The infection unfortunately continues to spread and reach new states. As of Monday, December 7th, the disease has now reached a Chipotle located in Boston, Massachusetts. Numerous Boston College basketball players are among 30 students who became sick after eating at Chipotle in Cleveland Circle, reported CNN. The company stated that sales, due to events such as the one in Boston, have declined in recent weeks by as much as 22 percent and could decrease by eight more percent as reported by U.S. News.
To prevent the further decline of sales, Chipotle has recently hired a California-based consulting firm known as IEH Laboratories to conduct testing on the company’s produce, evaluate its ingredients, and improve employee training on how to handle the food. The firm is helping Chipotle develop a better sense of the relationship between contaminated foods and illness, which supports food safety along the entire line of production, from the fields where food is grown to the kitchen counters where it is prepared. While developing a better sense of their food and how it could be contaminated, the company is testing each of its ingredients to see which one has caused E. Coli.
Chipotle has stated that none of its food sample tests have come back positive for the disease and the CDC has yet to determine which menu item is the source of the outbreak. However, Chipotle has responded by hiring government investigators and has made it their main goal to determine the source of this illness. The company has also decided to make its food safety measures more strict. On December 4th, the company announced that it would implement high quality testing for all produce before shipping it to restaurants, according to The Wall Street Journal. Although each case has a distinct DNA signature, no ingredient or supplier has been identified as responsible for the contamination.

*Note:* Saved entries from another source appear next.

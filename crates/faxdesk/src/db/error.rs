//! Database error types.

use std::path::PathBuf;
use thiserror::Error;

/// Errors from database operations.
#[derive(Error, Debug)]
pub enum DatabaseError {
    /// SQLite error from rusqlite.
    #[error("SQLite error: {0}")]
    Sqlite(#[from] rusqlite::Error),

    /// IO error when creating directories or files.
    #[error("IO error for path '{path}': {source}")]
    Io {
        path: PathBuf,
        #[source]
        source: std::io::Error,
    },

    /// A migration failed to apply.
    #[error("Migration failed at version {version}: {reason}")]
    Migration { version: u32, reason: String },

    /// A stored value could not be mapped back to its domain type.
    #[error("Invalid value '{value}' in column '{column}'")]
    InvalidValue { column: String, value: String },

    /// The database lock was poisoned.
    #[error("Database lock poisoned")]
    LockPoisoned,
}

impl DatabaseError {
    /// True when the error is a UNIQUE constraint violation.
    pub fn is_unique_violation(&self) -> bool {
        match self {
            Self::Sqlite(rusqlite::Error::SqliteFailure(err, _)) => {
                err.extended_code == rusqlite::ffi::SQLITE_CONSTRAINT_UNIQUE
            }
            _ => false,
        }
    }
}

Despite this uncertainty, the Collegiate community and its love for Chipotle remains unchanged. As I walk through the hallway students appear to be their usual stressed out, holding a 40 to 45 pound backpack, selves. My question is, where will we eat now? While the threat of food-borne illness in one of Collegiates favorite restaurants continues to grow, numerous students are willing to take such a risk for a beautifully foil-wrapped burrito.
Olivia Jacobs (‘17) said, “I will continue to go eat there because Chipotle is #bae and I will never stop lovin’ it.” It appears that a disease such as E. Coli is too weak to affect such a burrito loving environment. Kate Kinder (‘17) put it best by saying, “Not eating Chipotle because you might get E. Coli is like not going to the beach because you might get sunburned. So if you wanna eat Chipotle, do it, because I mean risk it for the biscuit.”